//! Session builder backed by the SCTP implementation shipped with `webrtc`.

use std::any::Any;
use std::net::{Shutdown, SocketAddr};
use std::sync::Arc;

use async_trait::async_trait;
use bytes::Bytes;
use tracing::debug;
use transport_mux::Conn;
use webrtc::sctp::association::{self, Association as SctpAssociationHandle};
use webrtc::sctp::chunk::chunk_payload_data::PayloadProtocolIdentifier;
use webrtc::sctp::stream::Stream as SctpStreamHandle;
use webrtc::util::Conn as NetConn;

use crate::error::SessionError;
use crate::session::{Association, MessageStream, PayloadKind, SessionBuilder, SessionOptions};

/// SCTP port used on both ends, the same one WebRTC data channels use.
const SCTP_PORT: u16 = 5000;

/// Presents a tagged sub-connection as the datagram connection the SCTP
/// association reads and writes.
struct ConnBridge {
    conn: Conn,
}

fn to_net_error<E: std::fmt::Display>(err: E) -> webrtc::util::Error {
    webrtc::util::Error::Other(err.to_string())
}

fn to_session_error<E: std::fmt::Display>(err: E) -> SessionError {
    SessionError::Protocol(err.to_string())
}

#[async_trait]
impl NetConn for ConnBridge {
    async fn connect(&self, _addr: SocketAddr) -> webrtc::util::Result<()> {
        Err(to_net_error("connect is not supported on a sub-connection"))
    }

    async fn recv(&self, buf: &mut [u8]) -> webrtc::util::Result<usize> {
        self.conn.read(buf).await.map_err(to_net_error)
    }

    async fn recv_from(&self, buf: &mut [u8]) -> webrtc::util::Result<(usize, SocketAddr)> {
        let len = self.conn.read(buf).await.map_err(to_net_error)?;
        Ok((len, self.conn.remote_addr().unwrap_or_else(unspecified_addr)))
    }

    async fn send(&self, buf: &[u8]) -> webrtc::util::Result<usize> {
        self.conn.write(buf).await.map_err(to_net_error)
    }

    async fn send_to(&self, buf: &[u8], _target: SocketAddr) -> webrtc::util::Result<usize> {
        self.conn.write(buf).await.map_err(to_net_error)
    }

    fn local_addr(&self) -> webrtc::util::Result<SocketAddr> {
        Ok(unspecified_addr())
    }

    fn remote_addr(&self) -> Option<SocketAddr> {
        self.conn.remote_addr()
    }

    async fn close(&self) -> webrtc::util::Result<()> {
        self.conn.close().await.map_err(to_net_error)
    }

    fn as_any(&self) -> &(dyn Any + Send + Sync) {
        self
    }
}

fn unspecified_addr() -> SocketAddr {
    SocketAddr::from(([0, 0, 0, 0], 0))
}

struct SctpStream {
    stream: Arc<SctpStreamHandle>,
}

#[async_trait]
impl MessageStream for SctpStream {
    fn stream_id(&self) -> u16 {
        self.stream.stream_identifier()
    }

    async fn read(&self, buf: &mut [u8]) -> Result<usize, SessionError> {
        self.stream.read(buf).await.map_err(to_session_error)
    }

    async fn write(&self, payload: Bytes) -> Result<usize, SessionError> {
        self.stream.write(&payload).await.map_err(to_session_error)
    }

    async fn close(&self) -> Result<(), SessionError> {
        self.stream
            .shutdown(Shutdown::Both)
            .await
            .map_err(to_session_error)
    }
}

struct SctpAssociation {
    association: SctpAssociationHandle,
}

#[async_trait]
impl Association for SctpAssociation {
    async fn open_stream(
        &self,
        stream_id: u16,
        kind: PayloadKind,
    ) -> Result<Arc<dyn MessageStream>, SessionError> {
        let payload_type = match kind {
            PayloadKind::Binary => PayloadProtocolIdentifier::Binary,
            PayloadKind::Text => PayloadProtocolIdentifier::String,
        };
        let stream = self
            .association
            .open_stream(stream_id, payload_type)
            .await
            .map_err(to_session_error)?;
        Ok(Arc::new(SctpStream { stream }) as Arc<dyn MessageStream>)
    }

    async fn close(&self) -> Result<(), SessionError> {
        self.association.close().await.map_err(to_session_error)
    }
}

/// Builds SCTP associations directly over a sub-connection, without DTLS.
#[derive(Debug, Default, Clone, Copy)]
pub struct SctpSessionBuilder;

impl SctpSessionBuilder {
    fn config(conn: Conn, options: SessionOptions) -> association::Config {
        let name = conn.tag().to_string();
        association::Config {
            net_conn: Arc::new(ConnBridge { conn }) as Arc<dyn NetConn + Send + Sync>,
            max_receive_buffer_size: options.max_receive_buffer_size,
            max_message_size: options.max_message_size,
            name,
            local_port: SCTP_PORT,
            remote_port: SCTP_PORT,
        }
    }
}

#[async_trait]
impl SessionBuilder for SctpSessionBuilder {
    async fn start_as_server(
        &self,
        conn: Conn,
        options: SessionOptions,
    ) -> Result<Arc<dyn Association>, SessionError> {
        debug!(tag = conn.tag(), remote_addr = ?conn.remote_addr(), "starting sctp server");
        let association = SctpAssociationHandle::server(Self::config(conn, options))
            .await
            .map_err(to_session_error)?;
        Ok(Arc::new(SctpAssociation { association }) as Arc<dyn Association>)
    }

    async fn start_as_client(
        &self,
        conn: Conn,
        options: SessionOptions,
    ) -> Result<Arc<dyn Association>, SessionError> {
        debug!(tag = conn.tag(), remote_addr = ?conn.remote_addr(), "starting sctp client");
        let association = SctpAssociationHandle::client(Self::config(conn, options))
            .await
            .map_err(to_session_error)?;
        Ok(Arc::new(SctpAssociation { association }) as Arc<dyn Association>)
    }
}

··········

* EXERCISE
Return all lines in the entries above that carry the word "SctpStreamHandle".

* REPLY TO THE TASK
use webrtc::sctp::stream::Stream as SctpStreamHandle;
    stream: Arc<SctpStreamHandle>,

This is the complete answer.